- Aim of the exercise -
Wherever the word "called" appears in a line below, that line counts; report the total number of such lines only.

(Stored data)
___
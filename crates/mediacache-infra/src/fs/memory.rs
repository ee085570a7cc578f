// Copyright 2025 eraflo
//
// Licensed under the Apache License, Version 2.0 (the "License");
// you may not use this file except in compliance with the License.
// You may obtain a copy of the License at
//
//     http://www.apache.org/licenses/LICENSE-2.0
//
// Unless required by applicable law or agreed to in writing, software
// distributed under the License is distributed on an "AS IS" BASIS,
// WITHOUT WARRANTIES OR CONDITIONS OF ANY KIND, either express or implied.
// See the License for the specific language governing permissions and
// limitations under the License.

use mediacache_core::fs::{FileAccess, MediaStream};
use std::{
    collections::HashMap,
    io::{self, Cursor},
    sync::{Arc, PoisonError, RwLock},
};

/// An in-memory file system.
///
/// Useful for packed content that was already read into memory, and for
/// tests that need full control over which files exist. Paths are used
/// verbatim: qualifying only prefixes a `/` to relative paths.
#[derive(Debug, Default)]
pub struct MemoryFileAccess {
    files: RwLock<HashMap<String, Arc<[u8]>>>,
}

impl MemoryFileAccess {
    /// Creates an empty in-memory file system.
    pub fn new() -> Self {
        Self::default()
    }

    /// Adds or replaces a file. `path` is qualified first.
    pub fn insert(&self, path: &str, bytes: impl Into<Arc<[u8]>>) {
        let path = self.fully_qualify(path);
        self.files
            .write()
            .unwrap_or_else(PoisonError::into_inner)
            .insert(path, bytes.into());
    }

    /// Removes a file. Returns `true` if it existed.
    pub fn remove(&self, path: &str) -> bool {
        let path = self.fully_qualify(path);
        self.files
            .write()
            .unwrap_or_else(PoisonError::into_inner)
            .remove(&path)
            .is_some()
    }
}

impl FileAccess for MemoryFileAccess {
    fn exists(&self, path: &str) -> bool {
        self.files
            .read()
            .unwrap_or_else(PoisonError::into_inner)
            .contains_key(path)
    }

    fn extension_of(&self, path: &str) -> String {
        let file_name = path.rsplit('/').next().unwrap_or(path);
        match file_name.rsplit_once('.') {
            Some((stem, ext)) if !stem.is_empty() => ext.to_ascii_lowercase(),
            _ => String::new(),
        }
    }

    fn fully_qualify(&self, path: &str) -> String {
        if path.starts_with('/') {
            path.to_string()
        } else {
            format!("/{path}")
        }
    }

    fn open(&self, path: &str) -> io::Result<MediaStream> {
        let bytes = self
            .files
            .read()
            .unwrap_or_else(PoisonError::into_inner)
            .get(path)
            .cloned()
            .ok_or_else(|| io::Error::new(io::ErrorKind::NotFound, path.to_string()))?;
        Ok(Box::new(Cursor::new(bytes)))
    }
}
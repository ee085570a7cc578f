// Copyright 2025 eraflo
//
// Licensed under the Apache License, Version 2.0 (the "License");
// you may not use this file except in compliance with the License.
// You may obtain a copy of the License at
//
//     http://www.apache.org/licenses/LICENSE-2.0
//
// Unless required by applicable law or agreed to in writing, software
// distributed under the License is distributed on an "AS IS" BASIS,
// WITHOUT WARRANTIES OR CONDITIONS OF ANY KIND, either express or implied.
// See the License for the specific language governing permissions and
// limitations under the License.

use crate::{error::BoxError, media::Media};

/// Converts loaded media into the runtime form the application consumes,
/// and releases that form again.
///
/// The service owns the contents of every implementation it returns. It is
/// only ever called from the control thread, during `reference_media`,
/// `load_ready`, `unload_stale` and `reset`, so it needs no internal locking.
pub trait ConversionService {
    /// The media type this service accepts.
    type Media: Media;
    /// The runtime object produced by a conversion.
    type Implementation;

    /// Returns `true` if one implementation may be built from `count` media
    /// objects (e.g. a cube map needs six images, a texture exactly one).
    fn is_media_count_supported(&self, count: usize) -> bool;

    /// Returns `true` if the source media must outlive the conversion.
    ///
    /// When `false`, the cache drops the media objects as soon as
    /// [`load`](ConversionService::load) returns.
    fn is_source_required(&self) -> bool;

    /// Builds an implementation from `media`.
    ///
    /// `paths` holds the fully-qualified source paths, in the same order as
    /// `media`, for path-based references; it is `None` for media supplied
    /// directly by the caller.
    fn load(
        &mut self,
        media: &[Self::Media],
        paths: Option<&[String]>,
    ) -> Result<Self::Implementation, BoxError>;

    /// Releases an implementation previously returned by
    /// [`load`](ConversionService::load).
    ///
    /// The cache calls this exactly once per implementation.
    fn unload(&mut self, implementation: Self::Implementation);
}
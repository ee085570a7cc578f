// Copyright 2025 eraflo
//
// Licensed under the Apache License, Version 2.0 (the "License");
// you may not use this file except in compliance with the License.
// You may obtain a copy of the License at
//
//     http://www.apache.org/licenses/LICENSE-2.0
//
// Unless required by applicable law or agreed to in writing, software
// distributed under the License is distributed on an "AS IS" BASIS,
// WITHOUT WARRANTIES OR CONDITIONS OF ANY KIND, either express or implied.
// See the License for the specific language governing permissions and
// limitations under the License.

//! The per-tick polling interface shared by every media category.

use std::any::Any;

/// The operations a caller drives once per application tick.
///
/// Implemented by each typed cache and by the aggregate that fans out across
/// them. All methods must be called from the control thread.
pub trait MediaLifecycle {
    /// A human-readable name for the media category (e.g. `"texture"`).
    fn category(&self) -> &str;

    /// Returns `true` if any Identity has background work in flight.
    fn is_loading(&self) -> bool;

    /// Returns `true` if implementations are waiting to be unloaded.
    fn can_unload(&self) -> bool;

    /// Promotes every finished load group. Returns `true` if at least one
    /// Identity was promoted to an implementation.
    fn load_ready(&mut self) -> bool;

    /// Unloads every queued implementation. Returns `true` if at least one
    /// was unloaded.
    fn unload_stale(&mut self) -> bool;

    /// Cancels all work, unloads everything and forgets every Identity.
    fn reset(&mut self);

    /// Allows downcasting to concrete cache types.
    fn as_any(&self) -> &dyn Any;

    /// Allows mutable downcasting to concrete cache types.
    fn as_any_mut(&mut self) -> &mut dyn Any;
}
___
- Worked solution -
2